Jump to the recipe or stick around for the bean backstory.How to Make
- In a large soup pot, heat olive oil over medium-high heat. Add chopped onion, garlic and pepper flakes. Stir to coat and reduce heat to medium.
- Add sliced fennel and sauté vegetables, stirring occasionally, until soft, golden and fragrant, about 15 minutes.
- Stir in diced tomatoes, the black-eyed peas and wine or anisette. Add chopped greens by the handful and mix gently. Cover and reduce heat to low, so the greens become tender. Let ingredients simmer for another 15 minutes.
- Stir in the cider or sherry vinegar and season to taste with sea salt and freshly ground pepper.
- You can serve it out of the pot, where it will moist but not watery. If you’d like a drier dish, pour beans and fennel into a lightly oiled casserole and bake uncovered at 350 for 20 to 30 minutes, until heated through and lightly crusty on top.

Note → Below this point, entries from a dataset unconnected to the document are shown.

//! End-to-end checks over a workspace file written in the stored JSON layout.

use std::fs;

use chrono::NaiveDate;
use tempfile::tempdir;

use flowdesk::db::Database;
use flowdesk::fields::{DateRange, Status};
use flowdesk::filter::{filter_tasks, TaskFilter};
use flowdesk::leaderboard::compute_leaderboard;
use flowdesk::stats::aggregate_by_status;

const WORKSPACE: &str = r##"{
  "tasks": [
    {"id": "a1", "title": "Launch post", "description": "", "status": "Done",
     "priority": "High", "assignee": "Alice", "dueDate": "2024-01-01", "clientId": "c1",
     "tags": ["Social"], "type": "Social"},
    {"id": "a2", "title": "Quarterly report", "status": "To Do", "priority": "Medium",
     "assignee": "Alice", "dueDate": "2020-01-01", "clientId": ""},
    {"id": "b1", "title": "Banner set", "status": "In Progress", "priority": "Low",
     "assignee": "bob", "dueDate": "2024-06-05"}
  ],
  "clients": [
    {"id": "c1", "name": "TechFlow Solutions", "logo": "", "cover_url": "",
     "description": "", "wiki": "", "links": [], "tags": []}
  ],
  "members": [
    {"id": "u1", "name": "Alice", "email": "alice@agency.example", "role": "Admin",
     "joinedAt": "2023-11-10", "birthDate": ""},
    {"id": "u2", "name": "Bob", "email": "bob@agency.example", "role": "Member",
     "joinedAt": "2023-11-12", "birthDate": "1992-06-01"}
  ]
}"##;

fn date(s: &str) -> NaiveDate {
    NaiveDate::parse_from_str(s, "%Y-%m-%d").unwrap()
}

fn load_fixture() -> (tempfile::TempDir, Database) {
    let dir = tempdir().unwrap();
    let path = dir.path().join("workspace.json");
    fs::write(&path, WORKSPACE).unwrap();
    let db = Database::load(&path).unwrap();
    (dir, db)
}

#[test]
fn test_leaderboard_from_stored_workspace() {
    let (_dir, db) = load_fixture();
    let board = compute_leaderboard(&db.tasks, &db.members, date("2024-06-01"));

    assert_eq!(board.len(), 2);
    let alice = &board[0];
    assert_eq!(alice.name, "Alice");
    assert_eq!((alice.delivered, alice.open, alice.delayed), (1, 1, 1));
    assert_eq!(alice.score, 0);
    assert_eq!(alice.win_rate, 50);

    // "bob" does not match "Bob", so Bob has nothing assigned.
    let bob = &board[1];
    assert_eq!(bob.name, "Bob");
    assert_eq!((bob.delivered, bob.open, bob.delayed, bob.score, bob.win_rate), (0, 0, 0, 0, 0));
}

#[test]
fn test_filters_and_counts_agree() {
    let (_dir, db) = load_fixture();
    let today = date("2024-06-01");

    let all = filter_tasks(&db.tasks, &TaskFilter::default(), today);
    assert_eq!(all.len(), db.tasks.len());
    assert_eq!(aggregate_by_status(&db.tasks).total(), db.tasks.len());

    let week = filter_tasks(&db.tasks, &TaskFilter::new().with_date_range(DateRange::ThisWeek), today);
    let ids: Vec<&str> = week.iter().map(|t| t.id.as_str()).collect();
    assert_eq!(ids, vec!["b1"]);

    let overdue = filter_tasks(&db.tasks, &TaskFilter::new().with_date_range(DateRange::Overdue), today);
    let ids: Vec<&str> = overdue.iter().map(|t| t.id.as_str()).collect();
    assert_eq!(ids, vec!["a2"]);

    let client = filter_tasks(&db.tasks, &TaskFilter::new().with_client("c1"), today);
    assert_eq!(client.len(), 1);
    assert_eq!(client[0].status, Status::Done);
}

#[test]
fn test_save_keeps_stored_field_names() {
    let (dir, db) = load_fixture();
    assert_eq!(db.tasks[1].client_id, None);
    assert_eq!(db.members[0].birth_date, None);

    let path = dir.path().join("copy.json");
    db.save(&path).unwrap();
    let raw = fs::read_to_string(&path).unwrap();
    for key in ["\"dueDate\"", "\"clientId\"", "\"joinedAt\"", "\"birthDate\"", "\"type\""] {
        assert!(raw.contains(key), "missing {key}");
    }
    assert!(raw.contains("\"In Progress\""));

    let reloaded = Database::load(&path).unwrap();
    assert_eq!(reloaded.tasks, db.tasks);
    assert_eq!(reloaded.members, db.members);
}

#[test]
fn test_unknown_status_fails_to_load() {
    let dir = tempdir().unwrap();
    let path = dir.path().join("workspace.json");
    fs::write(&path, WORKSPACE.replace("\"In Progress\"", "\"Blocked\"")).unwrap();
    assert!(Database::load(&path).is_err());
}
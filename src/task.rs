//! Task data structure and related functionality.
//!
//! This module defines the `Task` record held on the board. Field names on disk follow
//! the camelCase layout of the workspace file (`dueDate`, `clientId`).

use chrono::NaiveDate;
use serde::{Deserialize, Deserializer, Serialize};

use crate::fields::*;

/// A unit of work ("demand") tracked through the status pipeline.
#[derive(Debug, Clone, PartialEq, Eq, Serialize, Deserialize)]
#[serde(rename_all = "camelCase")]
pub struct Task {
    pub id: String,
    pub title: String,
    #[serde(default)]
    pub description: String,
    pub status: Status,
    pub priority: Priority,
    #[serde(default)]
    pub assignee: String,
    pub due_date: NaiveDate,
    #[serde(default, deserialize_with = "blank_as_none", skip_serializing_if = "Option::is_none")]
    pub client_id: Option<String>,
    #[serde(default)]
    pub tags: Vec<String>,
    #[serde(rename = "type", default, deserialize_with = "blank_as_none", skip_serializing_if = "Option::is_none")]
    pub kind: Option<String>,
}

impl Task {
    /// A fresh card with the board's defaults: medium priority, due today, no client.
    pub fn new(id: String, status: Status, assignee: &str, today: NaiveDate) -> Self {
        Task {
            id,
            title: "New Task".to_string(),
            description: "Click to edit...".to_string(),
            status,
            priority: Priority::Medium,
            assignee: assignee.to_string(),
            due_date: today,
            client_id: None,
            tags: Vec::new(),
            kind: None,
        }
    }

    pub fn has_tag(&self, tag: &str) -> bool {
        self.tags.iter().any(|t| t == tag)
    }

    /// Not done and due strictly before `today`.
    pub fn is_overdue(&self, today: NaiveDate) -> bool {
        !self.status.is_done() && self.due_date < today
    }
}

/// Read `""` (and whitespace-only strings) as an absent value.
pub(crate) fn blank_as_none<'de, D>(deserializer: D) -> Result<Option<String>, D::Error>
where
    D: Deserializer<'de>,
{
    let raw: Option<String> = Option::deserialize(deserializer)?;
    Ok(raw.filter(|s| !s.trim().is_empty()))
}

/// Optional ISO date where a blank string means "not set".
pub(crate) fn blank_date_as_none<'de, D>(deserializer: D) -> Result<Option<NaiveDate>, D::Error>
where
    D: Deserializer<'de>,
{
    let raw: Option<String> = Option::deserialize(deserializer)?;
    match raw.as_deref().map(str::trim) {
        None | Some("") => Ok(None),
        Some(s) => NaiveDate::parse_from_str(s, "%Y-%m-%d")
            .map(Some)
            .map_err(serde::de::Error::custom),
    }
}

#[cfg(test)]
mod tests {
    use super::*;

    fn date(s: &str) -> NaiveDate {
        NaiveDate::parse_from_str(s, "%Y-%m-%d").unwrap()
    }

    #[test]
    fn test_deserialize_stored_task() {
        let json = r#"{
            "id": "t1",
            "title": "Monthly SEO report",
            "description": "Pull Search Console data.",
            "status": "In Progress",
            "priority": "High",
            "assignee": "Alice",
            "dueDate": "2023-12-15",
            "clientId": "1"
        }"#;
        let t: Task = serde_json::from_str(json).unwrap();
        assert_eq!(t.status, Status::InProgress);
        assert_eq!(t.priority, Priority::High);
        assert_eq!(t.due_date, date("2023-12-15"));
        assert_eq!(t.client_id.as_deref(), Some("1"));
        assert!(t.tags.is_empty());
        assert_eq!(t.kind, None);
    }

    #[test]
    fn test_missing_optionals_default_to_empty() {
        let json = r#"{"id":"x","title":"T","status":"Done","priority":"Low","dueDate":"2024-01-01","clientId":"","type":""}"#;
        let t: Task = serde_json::from_str(json).unwrap();
        assert_eq!(t.description, "");
        assert_eq!(t.client_id, None);
        assert_eq!(t.kind, None);
        assert!(!t.has_tag("anything"));
    }

    #[test]
    fn test_invalid_status_or_date_is_rejected() {
        let bad_status = r#"{"id":"x","title":"T","status":"Blocked","priority":"Low","dueDate":"2024-01-01"}"#;
        assert!(serde_json::from_str::<Task>(bad_status).is_err());
        let bad_date = r#"{"id":"x","title":"T","status":"Done","priority":"Low","dueDate":"2024-1-1x"}"#;
        assert!(serde_json::from_str::<Task>(bad_date).is_err());
    }

    #[test]
    fn test_serialize_uses_stored_field_names() {
        let mut t = Task::new("a1".into(), Status::Review, "Bob", date("2024-03-05"));
        t.kind = Some("Social".into());
        let v = serde_json::to_value(&t).unwrap();
        assert_eq!(v["dueDate"], "2024-03-05");
        assert_eq!(v["status"], "Review");
        assert_eq!(v["type"], "Social");
        assert!(v.get("clientId").is_none());
    }

    #[test]
    fn test_new_task_defaults() {
        let today = date("2024-06-10");
        let t = Task::new("n1".into(), Status::ToDo, "Me", today);
        assert_eq!(t.title, "New Task");
        assert_eq!(t.priority, Priority::Medium);
        assert_eq!(t.due_date, today);
        assert!(!t.is_overdue(today));
        assert!(t.is_overdue(date("2024-06-11")));
    }
}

Black-eyed Pea Swaps and More
- The first December I wrote about hopping john, I created such a demand for black-eyed peas, my local market sold out of them. Don’t let your luck run out! Stock up while you can.
- Black-eyed peas are probably the most famous member of the field pea family, but they’re kin to varites with fun names like Rattlesnakes, Zippers, Big Red Rippers, Cowpeas, Crowder peas, Lady peas and Turkey Craws.

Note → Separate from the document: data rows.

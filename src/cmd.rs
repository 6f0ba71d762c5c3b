//! Command implementations for the CLI interface.
//!
//! This module contains the subcommand definitions and their handlers, from task
//! CRUD through filtered listing to the leaderboard and dashboard views.

use std::fs;
use std::io;
use std::path::{Path, PathBuf};

use chrono::NaiveDate;
use clap::{Args, CommandFactory, Subcommand};
use clap_complete::{generate, Shell};
use tracing::{info, warn};

use crate::cli::Cli;
use crate::client::{client_name, parse_link_arg, Client};
use crate::db::*;
use crate::error::{FlowError, FlowResult};
use crate::fields::*;
use crate::filter::{filter_tasks, TaskFilter};
use crate::leaderboard::{compute_leaderboard, orphaned_assignees};
use crate::stats::{aggregate_by_status, dashboard_summary, group_by_status, tag_counts, upcoming_deadlines};
use crate::task::Task;
use crate::team::{birthdays_today, is_birthday, Member};

#[derive(Subcommand)]
pub enum Commands {
    /// Launch the dashboard UI.
    Ui,

    /// Create the workspace file.
    Init {
        /// Seed it with sample clients, members and tasks.
        #[arg(long)]
        sample: bool,
        /// Overwrite an existing workspace.
        #[arg(long)]
        force: bool,
    },

    /// Add a new task.
    Add {
        /// Short title for the task.
        title: String,
        /// Optional longer description.
        #[arg(long)]
        desc: Option<String>,
        /// Client ID or name.
        #[arg(long)]
        client: Option<String>,
        /// Assignee name (defaults to --user).
        #[arg(long)]
        assignee: Option<String>,
        #[arg(long, value_enum, default_value_t = Priority::Medium)]
        priority: Priority,
        #[arg(long, value_enum, default_value_t = Status::ToDo)]
        status: Status,
        /// Due date: YYYY-MM-DD, "today", "tomorrow", "friday" or "in Nd". Defaults to today.
        #[arg(long)]
        due: Option<String>,
        /// Comma-separated tags. May be repeated.
        #[arg(long = "tag")]
        tags: Vec<String>,
        /// Free-text task type, e.g. "Social" or "Report".
        #[arg(long = "type")]
        kind: Option<String>,
    },

    /// List tasks with optional filters.
    List {
        #[command(flatten)]
        filter: FilterArgs,
        /// Limit number of rows printed.
        #[arg(long)]
        limit: Option<usize>,
    },

    /// View a single task by ID or title.
    View {
        /// Task ID or title to view
        id: String,
    },

    /// Update fields on a task.
    Update {
        /// Task ID or title to update
        id: String,
        #[arg(long)]
        title: Option<String>,
        #[arg(long)]
        desc: Option<String>,
        /// Client ID or name.
        #[arg(long)]
        client: Option<String>,
        #[arg(long)]
        assignee: Option<String>,
        #[arg(long, value_enum)]
        priority: Option<Priority>,
        #[arg(long, value_enum)]
        status: Option<Status>,
        #[arg(long)]
        due: Option<String>,
        #[arg(long = "type")]
        kind: Option<String>,
        /// Add tags. May be repeated and comma-separated.
        #[arg(long = "add-tag")]
        add_tags: Vec<String>,
        /// Remove tags. May be repeated and comma-separated.
        #[arg(long = "rm-tag")]
        rm_tags: Vec<String>,
        /// Detach the task from its client.
        #[arg(long)]
        clear_client: bool,
        /// Clear the task type.
        #[arg(long)]
        clear_type: bool,
    },

    /// Move a task to another board column.
    Move {
        /// Task ID or title
        id: String,
        #[arg(value_enum)]
        status: Status,
    },

    /// Delete a task by ID or title.
    Delete {
        /// Task ID or title to delete
        id: String,
    },

    /// Show the kanban board as columns of tasks.
    Board {
        #[command(flatten)]
        filter: FilterArgs,
    },

    /// Rank team members by delivery score.
    Leaderboard,

    /// Task counts per status and dashboard figures.
    Stats {
        #[command(flatten)]
        filter: FilterArgs,
    },

    /// List distinct tags and counts.
    Tags,

    /// Manage clients.
    Client {
        #[command(subcommand)]
        action: ClientAction,
    },

    /// Manage team members.
    Member {
        #[command(subcommand)]
        action: MemberAction,
    },

    /// Generate shell completion scripts.
    Completions {
        /// Shell to generate completions for
        #[arg(value_enum)]
        shell: Shell,
    },
}

/// Filter flags shared by the list, board and stats views.
#[derive(Args, Debug, Clone, Default)]
pub struct FilterArgs {
    /// Case-insensitive text in title or description.
    #[arg(long, short)]
    pub search: Option<String>,
    /// Client ID or name.
    #[arg(long)]
    pub client: Option<String>,
    #[arg(long, value_enum)]
    pub status: Option<Status>,
    #[arg(long, value_enum)]
    pub priority: Option<Priority>,
    #[arg(long = "type")]
    pub kind: Option<String>,
    #[arg(long)]
    pub assignee: Option<String>,
    #[arg(long)]
    pub tag: Option<String>,
    /// Due filter: today | overdue | this-week | all.
    #[arg(long, value_enum, default_value_t = DateRange::All)]
    pub due: DateRange,
}

impl FilterArgs {
    /// Build a `TaskFilter`, resolving a client name to its id.
    pub fn to_filter(&self, db: &Database) -> TaskFilter {
        let client_id = self.client.as_ref().map(|c| match db.resolve_client(c) {
            Ok(client) => client.id.clone(),
            Err(_) => {
                warn!(client = %c, "no such client, filtering on the raw id");
                c.clone()
            }
        });
        TaskFilter {
            search: self.search.clone(),
            client_id,
            status: self.status,
            priority: self.priority,
            kind: self.kind.clone(),
            assignee: self.assignee.clone(),
            tag: self.tag.clone(),
            date_range: self.due,
        }
    }
}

Field peas are also known Southern beans. Despite that, they’re not just a Southern thing. In fact, the South came late to the pea party. Black-eyed peas date back at least five millennia. They got their start in India or maybe Asia, and somehow reached Africa, where they were recognized for the treasure they were, and became a major crop. Americans were slower on the uptake.

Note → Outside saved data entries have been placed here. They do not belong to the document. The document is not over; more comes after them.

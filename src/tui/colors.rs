//! Color constants for the terminal user interface.

use ratatui::style::Color;

use crate::fields::{Priority, Status};

// Board column palette, To Do through Done.

/// Used for To Do
pub const INDIGO: Color = Color::Rgb(99, 102, 241);
/// Used for In Progress
pub const AMBER: Color = Color::Rgb(245, 158, 11);
/// Used for Review
pub const PINK: Color = Color::Rgb(236, 72, 153);
/// Used for Done
pub const EMERALD: Color = Color::Rgb(16, 185, 129);

pub const HIGH_RED: Color = Color::Rgb(220, 38, 38);
pub const MEDIUM_ORANGE: Color = Color::Rgb(234, 88, 12);
pub const LOW_BLUE: Color = Color::Rgb(37, 99, 235);

pub fn status_color(status: Status) -> Color {
    match status {
        Status::ToDo => INDIGO,
        Status::InProgress => AMBER,
        Status::Review => PINK,
        Status::Done => EMERALD,
    }
}

pub fn priority_color(priority: Priority) -> Color {
    match priority {
        Priority::High => HIGH_RED,
        Priority::Medium => MEDIUM_ORANGE,
        Priority::Low => LOW_BLUE,
    }
}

One apocryphal story says everything changed with the Civil War, and Sherman’s scorched earth march on the South. Black-eyed peas, which many had dismissed, were suddenly the crop that could sustain people.
- They sustain the planet, too, being low water, high yield. They’re incredibly heat tolerant, too, a crop that can feed many as we race to address climate change.
- Black-eyed peas thrive when it’s hot, and survive the freezer, too. Cook up a big pot of these black-eyed beauties now, freeze any leftovers, then pull your ready-made meal out some miserable winter night when the idea of cooking reduces you to tears.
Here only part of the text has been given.